As to the question of damages as an effective remedy, the Court had difficulty in accepting that an action for damages was an effective remedy in practice. The Government relied on the recent Supreme Court decision in Nash v DPP as significant clarification of the conditions under which constitutional damages for delay in criminal procedure will be granted. However, the court expressed concerns about the lack of definition around the parameters in which these claims would be dealt with and with the speediness of this remedy.
It is noteworthy that Judge Síofra O’Leary delivered a separate concurring judgment on this case. Judge O’Leary referred to the significant body of case law involving Ireland on this particular issue of delay and the remedies available for same. Judge O’Leary outlined that this decision was a “renewed declaration of the ineffectiveness of the constitutional remedy” available and furthermore a “failure of the respondent State to put in place a mechanism…guaranteeing such an effective remedy despite a decade of discussion and attempted reform.”.

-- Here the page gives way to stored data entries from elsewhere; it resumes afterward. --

//! mesh — projection of candidate points onto structured search geometries.
//!
//! Purpose
//! -------
//! Let an optimizer search over a discretized, bounded, or linearly
//! constrained space without knowing which. Every geometry implements
//! [`Mesh`]; the variants compose by wrapping an owned inner mesh.
//!
//! Key behaviors
//! -------------
//! - [`Infinite`]: unbounded grid with optional basis transform; step `0`
//!   means continuous space.
//! - [`Bounded`]: clamps into `[lower, upper]`, then delegates.
//! - [`Constrained`]: projects onto `{x : A x <= b}`, then delegates. The
//!   final snapped point may be slightly infeasible because snapping happens
//!   after the projection.
//! - [`Integer`]: forces a step of at least 1 and rounds every coordinate of
//!   the inner result to a whole number.
//!
//! Invariants & assumptions
//! ------------------------
//! - For any nonzero step, `nearest(nearest(p)) == nearest(p)` up to
//!   floating-point error.
//! - For step `0`, `nearest(p) == p` exactly.
//! - Configuration problems are reported as [`MeshError`]s and are not
//!   retryable.
//!
//! Conventions
//! -----------
//! - Wrappers forward `step`, `set_step`, `origin`, and `set_origin` to the
//!   inner mesh unless they change that behavior (as [`Integer`] does).
//! - `nearest` takes `&mut self` because the origin dimensionality and the
//!   basis inverse are fixed lazily on first use.
//!
//! Testing notes
//! -------------
//! - Each variant has unit tests for its own behavior; idempotence, bounded
//!   containment, and the integer lattice property are tested on composed
//!   meshes as well.

pub mod bounded;
pub mod constrained;
pub mod errors;
pub mod infinite;
pub mod integer;
pub mod linalg;

pub use self::bounded::Bounded;
pub use self::constrained::Constrained;
pub use self::errors::{MeshError, MeshResult};
pub use self::infinite::Infinite;
pub use self::integer::Integer;

use crate::evaluation::{Point, Pos};

/// A geometry that snaps arbitrary points onto representable coordinates.
pub trait Mesh {
    /// Grid spacing; `0` denotes continuous space.
    fn step(&self) -> f64;

    fn set_step(&mut self, step: f64);

    /// The mesh origin, once fixed.
    fn origin(&self) -> Option<&Pos>;

    fn set_origin(&mut self, origin: Pos) -> MeshResult<()>;

    /// The mesh point nearest to `p`.
    fn nearest(&mut self, p: &Pos) -> MeshResult<Pos>;
}

impl<M: Mesh + ?Sized> Mesh for Box<M> {
    fn step(&self) -> f64 {
        (**self).step()
    }

    fn set_step(&mut self, step: f64) {
        (**self).set_step(step)
    }

    fn origin(&self) -> Option<&Pos> {
        (**self).origin()
    }

    fn set_origin(&mut self, origin: Pos) -> MeshResult<()> {
        (**self).set_origin(origin)
    }

    fn nearest(&mut self, p: &Pos) -> MeshResult<Pos> {
        (**self).nearest(p)
    }
}

/// Snap a point's coordinates through `mesh`, keeping its value.
pub fn nearest_point(p: &Point, mesh: &mut dyn Mesh) -> MeshResult<Point> {
    Ok(Point::new(mesh.nearest(&p.pos)?, p.val))
}

pub mod prelude {
    pub use super::errors::{MeshError, MeshResult};
    pub use super::{Bounded, Constrained, Infinite, Integer, Mesh, nearest_point};
}
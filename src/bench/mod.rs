//! bench — benchmark objectives with known optima and a runner.
//!
//! Purpose
//! -------
//! Provide standard test functions for derivative-free optimizers and a
//! one-call runner ([`run`]) that drives any [`Optimizer`] against a
//! function's known optimum.
//!
//! Key behaviors
//! -------------
//! - [`BenchFunction`] bundles a closed-form function with its search box and
//!   the list of global optima.
//! - [`BenchObjective`] adapts a benchmark to the
//!   [`Objective`](crate::evaluation::Objective) contract, turning wrong-length
//!   inputs into [`ObjectiveError::DimensionMismatch`](crate::evaluation::ObjectiveError::DimensionMismatch).
//! - [`run`] targets [`BenchFunction::optimum`] with
//!   [`minimize`](crate::driver::minimize); a zero optimum is matched with
//!   absolute error.
//!
//! Invariants & assumptions
//! ------------------------
//! - Every function lists at least one optimum; all listed optima share the
//!   same value.
//! - The two-dimensional functions index `v[0]` and `v[1]` directly; go
//!   through [`BenchObjective`] when the input length is not known.

pub mod functions;

pub use self::functions::{Ackley, BenchObjective, CrossTray, Eggholder, HolderTable, Sphere};

use crate::{
    driver::{DriverOptions, DriverOutcome, DriverResult, Optimizer, minimize},
    evaluation::{Point, Pos},
    mesh::Mesh,
};

/// A test function with a known search box and known global optima.
pub trait BenchFunction {
    /// Evaluate at `v`; `v` must have [`BenchFunction::dim`] entries.
    fn eval(&self, v: &Pos) -> f64;

    /// Lower and upper corners of the search box.
    fn bounds(&self) -> (Pos, Pos);

    /// Global optima.
    fn optima(&self) -> Vec<Point>;

    fn dim(&self) -> usize {
        self.bounds().0.len()
    }

    /// Optimal value (smallest listed optimum).
    fn optimum(&self) -> f64 {
        self.optima().iter().map(|p| p.val).fold(f64::INFINITY, f64::min)
    }

    fn objective(&self) -> BenchObjective<'_, Self>
    where
        Self: Sized,
    {
        BenchObjective(self)
    }
}

/// Drive `it` on `f` until it reaches `f`'s optimum within `opts.tol` or
/// spends `opts.max_evals` evaluations.
///
/// # Errors
/// Propagates [`DriverError`](crate::driver::DriverError)s from
/// [`minimize`].
pub fn run<F, O>(
    f: &F, it: &mut O, mesh: Option<&mut dyn Mesh>, opts: &DriverOptions,
) -> DriverResult<DriverOutcome>
where
    F: BenchFunction + ?Sized,
    O: Optimizer + ?Sized,
{
    let obj = BenchObjective(f);
    minimize(it, &obj, mesh, f.optimum(), opts)
}

pub mod prelude {
    pub use super::functions::{Ackley, CrossTray, Eggholder, HolderTable, Sphere};
    pub use super::{BenchFunction, run};
}

#[cfg(test)]
mod tests {
    use super::*;
    use crate::swarm::{Population, SwarmIterator};
    use rand::SeedableRng;
    use rand_xoshiro::Xoshiro256Plus;

    #[test]
    // Purpose
    // -------
    // The runner drives a default swarm to the sphere minimum.
    //
    // Given
    // -----
    // - 10 particles placed uniformly in [-5, 5]^2 (generator seed 5).
    // - Default mover and serial evaluator, tol 1e-4, budget 10_000.
    //
    // Expect
    // ------
    // - Convergence within budget, best value below the tolerance, and an
    //   evaluation count that is a whole number of 10-point steps.
    fn run_converges_on_sphere() {
        // Arrange
        let sphere = Sphere::new(2);
        let (lower, upper) = sphere.bounds();
        let mut rng = Xoshiro256Plus::seed_from_u64(5);
        let pop = Population::uniform(10, &lower, &upper, &mut rng).unwrap();
        let mut it = SwarmIterator::with_defaults(pop);
        let opts = DriverOptions::default();

        // Act
        let out = run(&sphere, &mut it, None, &opts).unwrap();

        // Assert
        assert!(out.converged);
        assert!(out.best.val < 1e-4);
        assert_eq!(out.neval, 10 * out.iterations);
        assert!(out.neval <= opts.max_evals);
    }
}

This decision can leave no doubt that the ECHR feels that Ireland needs to take decisive action here in terms of the availability of effective remedies for unreasonable delay. This may be a concern for the Irish Courts going forward particularly considering the backlog that is likely to be created by the current and ongoing Covid-19 health crisis. Judge Síofra O’Leary does acknowledge the efforts made by Ireland to date including the increased use of case management tools, the increase in the number of High Court judges and the establishment of the Court of Appeal among other things. However, this judgment can only be interpreted as the European Court of Human Rights requiring Ireland as a contracting state to take further action in terms of providing certainty to litigants and reducing the length of civil proceedings.